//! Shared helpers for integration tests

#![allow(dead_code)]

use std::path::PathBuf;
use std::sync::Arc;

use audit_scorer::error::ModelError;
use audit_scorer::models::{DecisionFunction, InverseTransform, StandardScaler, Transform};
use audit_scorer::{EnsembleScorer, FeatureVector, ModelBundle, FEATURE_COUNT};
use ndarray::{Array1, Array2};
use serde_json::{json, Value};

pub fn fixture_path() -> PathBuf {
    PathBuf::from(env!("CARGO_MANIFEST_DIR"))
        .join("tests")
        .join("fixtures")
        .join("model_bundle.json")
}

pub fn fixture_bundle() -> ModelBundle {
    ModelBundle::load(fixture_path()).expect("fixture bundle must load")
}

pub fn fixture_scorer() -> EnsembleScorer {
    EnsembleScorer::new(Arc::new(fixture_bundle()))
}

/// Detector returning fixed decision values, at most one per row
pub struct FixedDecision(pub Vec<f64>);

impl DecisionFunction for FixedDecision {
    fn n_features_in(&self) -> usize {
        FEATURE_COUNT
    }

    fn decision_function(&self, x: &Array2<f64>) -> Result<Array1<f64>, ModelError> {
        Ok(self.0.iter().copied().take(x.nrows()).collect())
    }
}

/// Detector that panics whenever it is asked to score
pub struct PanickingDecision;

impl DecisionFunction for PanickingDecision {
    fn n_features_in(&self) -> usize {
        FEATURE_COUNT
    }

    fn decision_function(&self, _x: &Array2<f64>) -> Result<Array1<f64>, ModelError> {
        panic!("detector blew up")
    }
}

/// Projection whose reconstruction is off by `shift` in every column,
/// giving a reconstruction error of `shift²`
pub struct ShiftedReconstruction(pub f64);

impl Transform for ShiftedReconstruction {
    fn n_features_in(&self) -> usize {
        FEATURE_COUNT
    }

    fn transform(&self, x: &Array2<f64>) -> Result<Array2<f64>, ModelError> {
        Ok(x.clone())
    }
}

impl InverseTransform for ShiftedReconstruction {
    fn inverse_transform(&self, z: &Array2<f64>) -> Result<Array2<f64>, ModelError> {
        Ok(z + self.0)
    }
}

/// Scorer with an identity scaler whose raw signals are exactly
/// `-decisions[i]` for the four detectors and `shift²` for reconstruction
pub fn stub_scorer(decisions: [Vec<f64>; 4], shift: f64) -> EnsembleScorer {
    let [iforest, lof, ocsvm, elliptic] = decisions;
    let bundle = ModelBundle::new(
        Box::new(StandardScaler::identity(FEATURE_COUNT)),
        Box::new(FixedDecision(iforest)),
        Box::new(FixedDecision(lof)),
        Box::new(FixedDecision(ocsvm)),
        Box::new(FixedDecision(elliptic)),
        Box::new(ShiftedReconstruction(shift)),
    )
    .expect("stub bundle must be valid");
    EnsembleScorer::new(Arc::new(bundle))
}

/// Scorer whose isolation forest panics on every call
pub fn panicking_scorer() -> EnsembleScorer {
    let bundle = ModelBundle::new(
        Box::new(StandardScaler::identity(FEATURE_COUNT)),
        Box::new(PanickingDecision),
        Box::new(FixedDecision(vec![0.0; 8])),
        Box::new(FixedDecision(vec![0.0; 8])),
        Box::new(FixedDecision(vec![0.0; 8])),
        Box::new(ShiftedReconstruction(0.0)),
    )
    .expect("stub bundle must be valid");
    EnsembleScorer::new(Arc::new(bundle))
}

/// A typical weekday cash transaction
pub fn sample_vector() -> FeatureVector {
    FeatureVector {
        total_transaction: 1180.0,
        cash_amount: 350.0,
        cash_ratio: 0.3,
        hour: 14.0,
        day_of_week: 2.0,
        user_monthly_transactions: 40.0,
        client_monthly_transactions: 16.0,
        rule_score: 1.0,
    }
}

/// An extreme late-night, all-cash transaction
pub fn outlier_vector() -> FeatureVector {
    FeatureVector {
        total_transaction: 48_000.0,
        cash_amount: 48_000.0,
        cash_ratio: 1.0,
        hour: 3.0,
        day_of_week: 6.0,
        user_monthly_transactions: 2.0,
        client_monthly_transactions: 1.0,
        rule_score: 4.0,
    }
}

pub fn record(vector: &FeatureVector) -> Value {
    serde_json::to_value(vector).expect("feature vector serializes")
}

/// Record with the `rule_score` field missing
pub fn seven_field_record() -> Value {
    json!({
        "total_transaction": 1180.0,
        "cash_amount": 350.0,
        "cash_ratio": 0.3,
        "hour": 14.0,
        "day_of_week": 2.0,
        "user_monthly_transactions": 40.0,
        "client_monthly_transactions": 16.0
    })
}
________________
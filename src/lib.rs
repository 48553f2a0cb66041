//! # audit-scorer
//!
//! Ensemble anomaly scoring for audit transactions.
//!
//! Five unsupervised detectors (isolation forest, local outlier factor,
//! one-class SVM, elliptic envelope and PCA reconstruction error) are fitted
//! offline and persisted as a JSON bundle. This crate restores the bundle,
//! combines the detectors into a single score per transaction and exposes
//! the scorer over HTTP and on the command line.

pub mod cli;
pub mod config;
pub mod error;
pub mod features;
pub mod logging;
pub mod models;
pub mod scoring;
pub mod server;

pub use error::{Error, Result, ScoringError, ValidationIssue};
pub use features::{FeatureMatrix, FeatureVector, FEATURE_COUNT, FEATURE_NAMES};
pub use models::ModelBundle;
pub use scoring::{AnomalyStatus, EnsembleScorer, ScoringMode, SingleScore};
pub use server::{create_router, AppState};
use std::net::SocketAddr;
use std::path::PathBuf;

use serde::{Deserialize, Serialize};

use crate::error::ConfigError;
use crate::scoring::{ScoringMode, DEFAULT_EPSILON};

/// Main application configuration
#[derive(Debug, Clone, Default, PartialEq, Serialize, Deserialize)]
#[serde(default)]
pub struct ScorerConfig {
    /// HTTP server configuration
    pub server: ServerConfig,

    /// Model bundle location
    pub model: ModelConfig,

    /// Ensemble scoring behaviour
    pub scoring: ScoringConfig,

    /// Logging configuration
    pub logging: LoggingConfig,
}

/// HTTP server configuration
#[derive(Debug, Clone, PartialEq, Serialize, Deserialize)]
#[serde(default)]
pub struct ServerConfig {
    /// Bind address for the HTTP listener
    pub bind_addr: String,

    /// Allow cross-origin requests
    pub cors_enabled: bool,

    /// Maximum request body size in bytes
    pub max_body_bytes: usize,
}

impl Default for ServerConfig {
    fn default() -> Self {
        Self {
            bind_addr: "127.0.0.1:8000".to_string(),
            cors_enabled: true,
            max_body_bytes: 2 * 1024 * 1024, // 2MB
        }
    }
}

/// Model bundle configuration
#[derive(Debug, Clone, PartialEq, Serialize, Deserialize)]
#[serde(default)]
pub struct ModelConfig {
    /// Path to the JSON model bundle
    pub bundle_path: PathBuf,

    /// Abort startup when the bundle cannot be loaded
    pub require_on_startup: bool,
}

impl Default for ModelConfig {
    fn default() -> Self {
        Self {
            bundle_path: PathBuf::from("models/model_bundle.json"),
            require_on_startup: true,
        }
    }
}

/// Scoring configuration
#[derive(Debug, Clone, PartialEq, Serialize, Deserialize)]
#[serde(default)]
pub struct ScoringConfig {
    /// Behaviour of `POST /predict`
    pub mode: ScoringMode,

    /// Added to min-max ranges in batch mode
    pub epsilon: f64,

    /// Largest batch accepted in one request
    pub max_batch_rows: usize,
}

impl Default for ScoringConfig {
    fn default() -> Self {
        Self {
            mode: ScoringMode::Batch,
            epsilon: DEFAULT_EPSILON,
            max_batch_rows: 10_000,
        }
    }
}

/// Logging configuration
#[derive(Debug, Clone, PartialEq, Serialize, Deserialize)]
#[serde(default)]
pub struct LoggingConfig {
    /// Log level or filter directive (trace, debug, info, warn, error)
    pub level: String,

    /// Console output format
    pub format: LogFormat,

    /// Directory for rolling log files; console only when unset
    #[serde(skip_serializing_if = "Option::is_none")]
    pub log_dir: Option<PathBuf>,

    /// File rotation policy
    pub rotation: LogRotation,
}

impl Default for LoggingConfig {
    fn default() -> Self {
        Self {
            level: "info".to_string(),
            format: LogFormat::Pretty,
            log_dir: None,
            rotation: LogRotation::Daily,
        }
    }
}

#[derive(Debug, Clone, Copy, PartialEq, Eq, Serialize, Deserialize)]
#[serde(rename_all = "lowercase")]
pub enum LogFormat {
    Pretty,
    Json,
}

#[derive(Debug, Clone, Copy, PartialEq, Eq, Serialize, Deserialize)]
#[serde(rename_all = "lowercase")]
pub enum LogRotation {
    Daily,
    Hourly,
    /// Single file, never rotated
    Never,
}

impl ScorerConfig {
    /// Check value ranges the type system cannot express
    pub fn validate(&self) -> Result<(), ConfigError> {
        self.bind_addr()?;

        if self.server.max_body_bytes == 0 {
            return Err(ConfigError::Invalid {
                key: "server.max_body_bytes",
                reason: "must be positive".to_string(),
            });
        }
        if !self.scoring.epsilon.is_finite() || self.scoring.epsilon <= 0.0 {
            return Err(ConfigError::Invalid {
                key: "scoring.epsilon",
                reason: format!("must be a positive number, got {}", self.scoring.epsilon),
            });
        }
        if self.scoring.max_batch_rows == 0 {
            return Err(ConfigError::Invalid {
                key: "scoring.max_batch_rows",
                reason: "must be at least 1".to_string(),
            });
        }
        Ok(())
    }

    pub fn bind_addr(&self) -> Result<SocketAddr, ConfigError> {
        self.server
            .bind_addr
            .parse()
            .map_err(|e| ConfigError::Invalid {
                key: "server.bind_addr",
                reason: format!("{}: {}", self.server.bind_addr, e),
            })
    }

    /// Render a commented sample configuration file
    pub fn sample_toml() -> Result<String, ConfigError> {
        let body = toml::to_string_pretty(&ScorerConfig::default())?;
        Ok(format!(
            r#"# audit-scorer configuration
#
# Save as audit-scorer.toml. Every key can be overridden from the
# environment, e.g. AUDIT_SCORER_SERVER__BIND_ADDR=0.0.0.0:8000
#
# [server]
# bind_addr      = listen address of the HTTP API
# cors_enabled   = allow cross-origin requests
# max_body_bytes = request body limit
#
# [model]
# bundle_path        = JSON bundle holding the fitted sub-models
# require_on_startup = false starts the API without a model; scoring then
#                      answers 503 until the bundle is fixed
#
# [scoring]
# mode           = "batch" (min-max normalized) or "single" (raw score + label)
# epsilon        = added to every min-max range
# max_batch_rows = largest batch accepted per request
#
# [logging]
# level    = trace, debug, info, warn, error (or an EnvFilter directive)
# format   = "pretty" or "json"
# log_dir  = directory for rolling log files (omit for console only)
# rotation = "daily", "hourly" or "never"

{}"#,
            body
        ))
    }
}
________________
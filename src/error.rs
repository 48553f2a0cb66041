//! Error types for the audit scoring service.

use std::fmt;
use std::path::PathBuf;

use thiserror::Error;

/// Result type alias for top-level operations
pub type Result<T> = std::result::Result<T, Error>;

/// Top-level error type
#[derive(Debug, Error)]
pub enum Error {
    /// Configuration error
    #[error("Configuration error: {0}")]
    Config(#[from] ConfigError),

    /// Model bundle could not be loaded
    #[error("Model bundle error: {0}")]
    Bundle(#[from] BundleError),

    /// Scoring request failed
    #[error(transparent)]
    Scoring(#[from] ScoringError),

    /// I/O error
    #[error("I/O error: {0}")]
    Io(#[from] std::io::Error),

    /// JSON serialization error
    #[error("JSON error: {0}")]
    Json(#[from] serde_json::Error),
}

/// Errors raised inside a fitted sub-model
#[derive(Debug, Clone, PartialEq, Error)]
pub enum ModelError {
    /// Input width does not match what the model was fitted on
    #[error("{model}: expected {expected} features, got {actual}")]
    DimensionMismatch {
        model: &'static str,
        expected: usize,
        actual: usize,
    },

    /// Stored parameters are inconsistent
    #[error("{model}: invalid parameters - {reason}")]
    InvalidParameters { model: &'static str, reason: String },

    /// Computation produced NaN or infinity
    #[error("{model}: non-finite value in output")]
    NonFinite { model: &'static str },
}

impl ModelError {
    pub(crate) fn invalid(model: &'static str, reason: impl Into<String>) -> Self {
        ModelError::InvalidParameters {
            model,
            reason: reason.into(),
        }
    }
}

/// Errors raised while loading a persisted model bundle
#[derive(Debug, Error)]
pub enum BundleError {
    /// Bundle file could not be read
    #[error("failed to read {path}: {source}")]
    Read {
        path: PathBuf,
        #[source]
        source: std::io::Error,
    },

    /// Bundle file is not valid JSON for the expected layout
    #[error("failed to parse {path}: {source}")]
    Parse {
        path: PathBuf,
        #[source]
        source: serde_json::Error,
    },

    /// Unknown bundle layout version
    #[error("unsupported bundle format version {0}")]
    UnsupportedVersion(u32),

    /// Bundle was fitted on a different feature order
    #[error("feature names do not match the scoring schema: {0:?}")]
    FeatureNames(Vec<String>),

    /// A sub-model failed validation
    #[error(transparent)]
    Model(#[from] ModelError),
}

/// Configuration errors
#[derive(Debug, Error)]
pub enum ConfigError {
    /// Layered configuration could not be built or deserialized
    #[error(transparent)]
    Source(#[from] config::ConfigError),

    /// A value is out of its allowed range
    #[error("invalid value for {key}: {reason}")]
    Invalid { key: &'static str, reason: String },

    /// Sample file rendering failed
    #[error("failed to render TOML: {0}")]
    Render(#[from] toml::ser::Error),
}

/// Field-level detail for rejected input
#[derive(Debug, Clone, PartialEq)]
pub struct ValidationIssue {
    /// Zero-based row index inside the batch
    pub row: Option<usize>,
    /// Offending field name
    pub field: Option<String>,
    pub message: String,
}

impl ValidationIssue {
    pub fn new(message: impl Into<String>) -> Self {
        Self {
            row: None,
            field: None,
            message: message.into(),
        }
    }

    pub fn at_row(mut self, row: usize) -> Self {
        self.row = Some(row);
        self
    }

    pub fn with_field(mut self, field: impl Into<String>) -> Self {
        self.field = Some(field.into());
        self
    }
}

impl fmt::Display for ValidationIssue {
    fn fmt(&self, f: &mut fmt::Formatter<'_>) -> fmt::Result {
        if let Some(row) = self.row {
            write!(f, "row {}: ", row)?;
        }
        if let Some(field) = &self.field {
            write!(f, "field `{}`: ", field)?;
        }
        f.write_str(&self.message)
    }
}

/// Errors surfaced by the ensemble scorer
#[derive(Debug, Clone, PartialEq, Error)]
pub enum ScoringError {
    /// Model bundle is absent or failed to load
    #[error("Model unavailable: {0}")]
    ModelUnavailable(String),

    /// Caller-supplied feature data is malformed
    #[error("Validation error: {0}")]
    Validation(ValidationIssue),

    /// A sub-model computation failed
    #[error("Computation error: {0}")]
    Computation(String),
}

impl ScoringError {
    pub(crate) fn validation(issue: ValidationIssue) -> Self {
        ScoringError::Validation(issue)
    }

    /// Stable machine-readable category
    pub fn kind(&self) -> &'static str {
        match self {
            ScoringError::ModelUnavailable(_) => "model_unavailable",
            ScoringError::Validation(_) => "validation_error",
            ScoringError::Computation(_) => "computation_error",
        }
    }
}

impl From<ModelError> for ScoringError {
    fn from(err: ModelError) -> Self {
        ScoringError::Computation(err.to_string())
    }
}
________________
▶ _Task brief_: Only the number should be given: how many lines in the entries above contain the string "origin"?

▶ _Solution to this task_: 2